People With Low BMI are Simply Less Hungry and “Run Hotter,” Not More Active

The majority of obesity research to date has concentrated on examining people with high body mass indices (BMI), but a Chinese research team is using a different strategy. In a study that was released on July 14 in the journal Cell Metabolism, the researchers focused on people with extremely low BMIs.

Contrary to the belief that they have a metabolism that makes them naturally more active, their data show that these individuals are really significantly less active than those with a BMI in the usual range. They also consume less food than people with a normal BMI.

“We expected to find that these people are really active and to have high activity metabolic rates matched by high food intakes,” says corresponding author John Speakman, a professor at the Shenzhen Institutes of Advanced Technology in China and the University of Aberdeen in the UK.

“It turns out that something rather different is going on. They had lower food intakes and lower activity, as well as surprisingly higher-than-expected resting metabolic rates linked to elevated levels of their thyroid hormones.”

The investigators recruited 173 people with a normal BMI (range 21.5 to 25) and 150 who they classified as “healthy underweight” (with a BMI below 18.5). They screened out those with eating problems, those who claimed to have purposefully restricted their eating, and those who were HIV-positive using standard questionnaires.

We expected to find that these people are really active and to have high activity metabolic rates matched by high food intakes. It turns out that something rather different is going on. They had lower food intakes and lower activity, as well as surprisingly higher-than-expected resting metabolic rates linked to elevated levels of their thyroid hormones.

John Speakman

Additionally, they disqualified anyone who had lost weight in the previous six months who might have been due to illness or were using any sort of medicine. They did not rule out those who said they “exercised in a driven way,” but only 4 of 150 said they did.

The participants were monitored for two weeks. The doubly-labeled water approach, which gauges energy expenditure based on the difference between the turnover rates of hydrogen and oxygen in body water as a function of carbon dioxide production, was used to measure the subjects’ dietary intake. An accelerometer-based motion detector was used to gauge their level of physical activity.

The researchers observed that the healthy underweight people consumed 12% less food than a control group of people with normal BMIs. Additionally, they were 23% less active than usual. These people also exhibited higher resting metabolic rates, which included higher levels of thyroid activity and resting energy expenditure.

“Although these very lean people had low levels of activity, their markers of heart health, including cholesterol and blood pressure, were very good,” says first author Sumei Hu, currently at the Beijing Technology and Business University. “This suggests that low body fat may trump physical activity when it comes to downstream consequences.”
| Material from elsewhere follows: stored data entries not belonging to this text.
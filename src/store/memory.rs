//! In-process job store with the same observable semantics as the SQL
//! backend. Used by the test suites and by embedders that want a
//! process-local queue without a database.

use std::cmp::Reverse;
use std::collections::{BTreeMap, HashMap};
use std::sync::Mutex;

use async_trait::async_trait;
use chrono::{DateTime, Utc};

use crate::Result;
use crate::job::{Job, JobId, JobStatus, NewJob};
use crate::stats::{FailureWindow, StatusPeriodStats};
use crate::store::{JobFilter, JobLogEntry, JobStore, NewLogEntry};

#[derive(Default)]
struct MemoryState {
    next_job_id: i64,
    next_log_id: i64,
    jobs: BTreeMap<JobId, Job>,
    logs: Vec<JobLogEntry>,
}

/// Mutex-guarded in-memory store. Locks are held only for synchronous map
/// work, never across an await.
#[derive(Default)]
pub struct MemoryJobStore {
    state: Mutex<MemoryState>,
}

impl MemoryJobStore {
    pub fn new() -> Self {
        Self::default()
    }

    fn duration_ms(job: &Job) -> Option<f64> {
        match (job.started_at, job.completed_at) {
            (Some(started), Some(completed)) => {
                Some((completed - started).num_milliseconds() as f64)
            }
            _ => None,
        }
    }
}

#[async_trait]
impl JobStore for MemoryJobStore {
    async fn insert_job(&self, job: NewJob) -> Result<Job> {
        let mut state = self.state.lock().unwrap();
        state.next_job_id += 1;
        let id = state.next_job_id;
        let stored = Job {
            id,
            job_type: job.job_type,
            status: JobStatus::Pending,
            priority: job.priority,
            payload: job.payload,
            current_attempts: 0,
            max_attempts: job.max_attempts,
            retry_delay_ms: job.retry_delay_ms,
            scheduled_at: job.scheduled_at,
            started_at: None,
            completed_at: None,
            error_message: None,
            worker_id: None,
            parent_job_id: job.parent_job_id,
            created_at: Utc::now(),
        };
        state.jobs.insert(id, stored.clone());
        Ok(stored)
    }

    async fn claim_next_ready(&self, now: DateTime<Utc>) -> Result<Option<Job>> {
        let mut state = self.state.lock().unwrap();
        let candidate = state
            .jobs
            .values()
            .filter(|job| {
                job.status == JobStatus::Pending
                    && job.scheduled_at.map(|at| at <= now).unwrap_or(true)
            })
            .min_by_key(|job| (Reverse(job.priority), job.started_at, job.id))
            .map(|job| job.id);

        let Some(id) = candidate else {
            return Ok(None);
        };
        let Some(job) = state.jobs.get_mut(&id) else {
            return Ok(None);
        };
        job.status = JobStatus::Processing;
        job.started_at = Some(now);
        job.current_attempts += 1;
        job.worker_id = Some(format!("worker-{}", id));
        Ok(Some(job.clone()))
    }

    async fn complete_job(&self, id: JobId, now: DateTime<Utc>) -> Result<bool> {
        let mut state = self.state.lock().unwrap();
        match state.jobs.get_mut(&id) {
            Some(job) if job.status == JobStatus::Processing => {
                job.status = JobStatus::Completed;
                job.completed_at = Some(now);
                Ok(true)
            }
            _ => Ok(false),
        }
    }

    async fn fail_job(&self, id: JobId, error_message: &str, now: DateTime<Utc>) -> Result<bool> {
        let mut state = self.state.lock().unwrap();
        match state.jobs.get_mut(&id) {
            Some(job) if job.status == JobStatus::Processing => {
                job.status = JobStatus::Failed;
                job.completed_at = Some(now);
                job.error_message = Some(error_message.to_string());
                Ok(true)
            }
            _ => Ok(false),
        }
    }

    async fn reschedule_retry(
        &self,
        id: JobId,
        run_at: DateTime<Utc>,
        error_message: &str,
    ) -> Result<bool> {
        let mut state = self.state.lock().unwrap();
        match state.jobs.get_mut(&id) {
            Some(job) if job.status == JobStatus::Processing => {
                job.status = JobStatus::Pending;
                job.scheduled_at = Some(run_at);
                job.error_message = Some(error_message.to_string());
                Ok(true)
            }
            _ => Ok(false),
        }
    }

    async fn cancel_job(&self, id: JobId, now: DateTime<Utc>) -> Result<bool> {
        let mut state = self.state.lock().unwrap();
        match state.jobs.get_mut(&id) {
            Some(job) if job.status.is_cancellable() => {
                job.status = JobStatus::Cancelled;
                job.completed_at = Some(now);
                job.error_message = Some("Job cancelled by user".to_string());
                Ok(true)
            }
            _ => Ok(false),
        }
    }

    async fn cancel_jobs(&self, ids: &[JobId], now: DateTime<Utc>) -> Result<u64> {
        let mut state = self.state.lock().unwrap();
        let mut affected = 0;
        for id in ids {
            if let Some(job) = state.jobs.get_mut(id) {
                if job.status.is_cancellable() {
                    job.status = JobStatus::Cancelled;
                    job.completed_at = Some(now);
                    job.error_message = Some("Bulk cancelled by user".to_string());
                    affected += 1;
                }
            }
        }
        Ok(affected)
    }

    async fn retry_job(&self, id: JobId, now: DateTime<Utc>) -> Result<Option<Job>> {
        let mut state = self.state.lock().unwrap();
        match state.jobs.get_mut(&id) {
            Some(job) if job.status == JobStatus::Failed => {
                job.status = JobStatus::Pending;
                job.current_attempts = 0;
                job.error_message = None;
                job.started_at = Some(now);
                job.completed_at = None;
                job.scheduled_at = None;
                Ok(Some(job.clone()))
            }
            _ => Ok(None),
        }
    }

    async fn retry_jobs(&self, ids: &[JobId], now: DateTime<Utc>) -> Result<u64> {
        let mut affected = 0;
        for id in ids {
            if self.retry_job(*id, now).await?.is_some() {
                affected += 1;
            }
        }
        Ok(affected)
    }

    async fn get_job(&self, id: JobId) -> Result<Option<Job>> {
        let state = self.state.lock().unwrap();
        Ok(state.jobs.get(&id).cloned())
    }

    async fn list_jobs(&self, filter: JobFilter) -> Result<Vec<Job>> {
        let state = self.state.lock().unwrap();
        let mut jobs: Vec<Job> = state
            .jobs
            .values()
            .filter(|job| {
                filter.status.map(|s| job.status == s).unwrap_or(true)
                    && filter
                        .job_type
                        .as_deref()
                        .map(|t| job.job_type == t)
                        .unwrap_or(true)
            })
            .cloned()
            .collect();
        // Most-recently-started first, unstarted jobs ahead of started ones.
        jobs.sort_by(|a, b| match (a.started_at, b.started_at) {
            (None, None) => b.id.cmp(&a.id),
            (None, Some(_)) => std::cmp::Ordering::Less,
            (Some(_), None) => std::cmp::Ordering::Greater,
            (Some(x), Some(y)) => y.cmp(&x).then(b.id.cmp(&a.id)),
        });
        Ok(jobs
            .into_iter()
            .skip(filter.offset as usize)
            .take(filter.limit as usize)
            .collect())
    }

    async fn count_by_status(&self) -> Result<HashMap<JobStatus, u64>> {
        let state = self.state.lock().unwrap();
        let mut counts = HashMap::new();
        for job in state.jobs.values() {
            *counts.entry(job.status).or_insert(0) += 1;
        }
        Ok(counts)
    }

    async fn find_stuck_jobs(&self, stuck_since: DateTime<Utc>) -> Result<Vec<Job>> {
        let state = self.state.lock().unwrap();
        let mut stuck: Vec<Job> = state
            .jobs
            .values()
            .filter(|job| {
                job.status == JobStatus::Processing
                    && job.started_at.map(|at| at < stuck_since).unwrap_or(false)
            })
            .cloned()
            .collect();
        stuck.sort_by_key(|job| job.started_at);
        Ok(stuck)
    }

    async fn avg_completed_duration_ms(&self) -> Result<Option<f64>> {
        let state = self.state.lock().unwrap();
        let durations: Vec<f64> = state
            .jobs
            .values()
            .filter(|job| job.status == JobStatus::Completed)
            .filter_map(Self::duration_ms)
            .collect();
        if durations.is_empty() {
            return Ok(None);
        }
        Ok(Some(durations.iter().sum::<f64>() / durations.len() as f64))
    }

    async fn failure_window(&self, since: DateTime<Utc>) -> Result<FailureWindow> {
        let state = self.state.lock().unwrap();
        let mut window = FailureWindow::default();
        for job in state.jobs.values() {
            if job.started_at.map(|at| at > since).unwrap_or(false) {
                window.total += 1;
                if job.status == JobStatus::Failed {
                    window.failed += 1;
                }
            }
        }
        Ok(window)
    }

    async fn status_breakdown_since(
        &self,
        since: DateTime<Utc>,
    ) -> Result<Vec<StatusPeriodStats>> {
        let state = self.state.lock().unwrap();
        let mut grouped: HashMap<JobStatus, (u64, Vec<f64>)> = HashMap::new();
        for job in state.jobs.values() {
            if job.started_at.map(|at| at > since).unwrap_or(false) {
                let entry = grouped.entry(job.status).or_default();
                entry.0 += 1;
                if let Some(ms) = Self::duration_ms(job) {
                    entry.1.push(ms);
                }
            }
        }
        let mut breakdown: Vec<StatusPeriodStats> = grouped
            .into_iter()
            .map(|(status, (count, durations))| StatusPeriodStats {
                status,
                count,
                avg_duration_ms: if durations.is_empty() {
                    None
                } else {
                    Some(durations.iter().sum::<f64>() / durations.len() as f64)
                },
            })
            .collect();
        breakdown.sort_by_key(|entry| entry.status.as_str());
        Ok(breakdown)
    }

    async fn append_log(&self, entry: NewLogEntry) -> Result<JobLogEntry> {
        let mut state = self.state.lock().unwrap();
        state.next_log_id += 1;
        let stored = JobLogEntry {
            id: state.next_log_id,
            job_id: entry.job_id,
            level: entry.level,
            message: entry.message,
            metadata: entry.metadata,
            created_at: Utc::now(),
        };
        state.logs.push(stored.clone());
        Ok(stored)
    }

    async fn job_logs(&self, job_id: JobId, limit: u32) -> Result<Vec<JobLogEntry>> {
        let state = self.state.lock().unwrap();
        let mut logs: Vec<JobLogEntry> = state
            .logs
            .iter()
            .filter(|entry| entry.job_id == job_id)
            .cloned()
            .collect();
        logs.sort_by(|a, b| b.created_at.cmp(&a.created_at).then(b.id.cmp(&a.id)));
        logs.truncate(limit as usize);
        Ok(logs)
    }
}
The researchers are aware of numerous research limitations, such as the fact that although they evaluated food intake, they did not record what the subjects were actually eating or how they felt when they were full or sated.

The group is currently extending its research to include investigations that take these measurements. Additionally, they intend to investigate genetic variations between healthy underweight people and people of normal weight.

Single nucleotide polymorphisms in particular genes may be important, according to preliminary study. When these genetic alterations were duplicated in mice, the rodents exhibited certain characteristics of the human phenotype.

“The next stage is to understand more about the phenotype itself and understand the mechanisms that generate it more clearly,” says Speakman.

This research was funded by the National Key R&D Program of China and the National Natural Science Foundation of China.